Dudukan Kasus Penipuan

AKP Joko sebelumnya menjelaskan bahwa laporan terhadap Ruben terdaftar dengan nomor LP/B/310/VIII/2025/SPKT/Polres Jakarta Selatan, yang dibuat pada 22 Agustus 2025. Pelapor dalam kasus ini berinisial P, sementara korban berinisial DM.

Dalam laporan tersebut, Ruben dituduh menawarkan investasi kepada korban dalam bisnis yang dimilikinya. Singkatnya, terjadi kesepakatan di mana korban menyerahkan sejumlah modal. "Kronologisnya, bahwa si terlapor ini mempunyai usaha, kemudian menawarkan kepada si korban untuk menginvestasikan dananya. Kemudian si korban tertarik untuk melaksanakan kesepakatan antara korban dan si terlapor," kata Joko kepada wartawan pada Kamis (20/8).

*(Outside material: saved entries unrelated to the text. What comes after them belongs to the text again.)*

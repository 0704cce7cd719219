//! Config command handlers

use anyhow::{bail, Context, Result};

use quire_core::Config;

use crate::output::{Output, OutputFormat};

/// Show current configuration
pub fn show(output: &Output) -> Result<()> {
    let config = Config::load().context("Failed to load configuration")?;

    match output.format {
        OutputFormat::Json => {
            println!(
                "{}",
                serde_json::json!({
                    "data_dir": config.data_dir,
                    "key_prefix": config.key_prefix,
                    "inline_threshold": config.inline_threshold
                })
            );
        }
        OutputFormat::Quiet => {
            println!("{}", config.data_dir.display());
        }
        OutputFormat::Human => {
            println!("Configuration:");
            println!("  data_dir:         {}", config.data_dir.display());
            println!("  key_prefix:       {}", config.key_prefix);
            println!("  inline_threshold: {}", config.inline_threshold);
            println!();
            println!("Config file: {}", Config::config_file_path().display());
        }
    }

    Ok(())
}

/// Set a configuration value
pub fn set(key: String, value: String, output: &Output) -> Result<()> {
    let mut config = Config::load().context("Failed to load configuration")?;

    match key.as_str() {
        "data_dir" => {
            config.data_dir = value.clone().into();
        }
        "key_prefix" => {
            if value.is_empty() {
                bail!("key_prefix cannot be empty");
            }
            config.key_prefix = value.clone();
        }
        "inline_threshold" => {
            config.inline_threshold = value
                .parse()
                .context("Invalid value for inline_threshold. Use a byte count.")?;
        }
        _ => {
            bail!(
                "Unknown configuration key: '{}'\n\
                 Valid keys: data_dir, key_prefix, inline_threshold",
                key
            );
        }
    }

    config.save().context("Failed to save configuration")?;

    output.success(&format!("Set {} = {}", key, value));

    Ok(())
}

Namun, dalam laporan itu, Ruben Onsu disebut tidak memberikan keuntungan dan modal yang telah disetorkan oleh korban. Akibatnya, Ruben dilaporkan ke Polres Metro Jakarta Selatan. "Tiba waktu kesepakatan, ternyata keuntungan belum didapatkan dan modal pun juga belum dikembalikan. Terkait itu, makanya si korban melaporkan kejadian ini ke Polres Jakarta Selatan," jelasnya.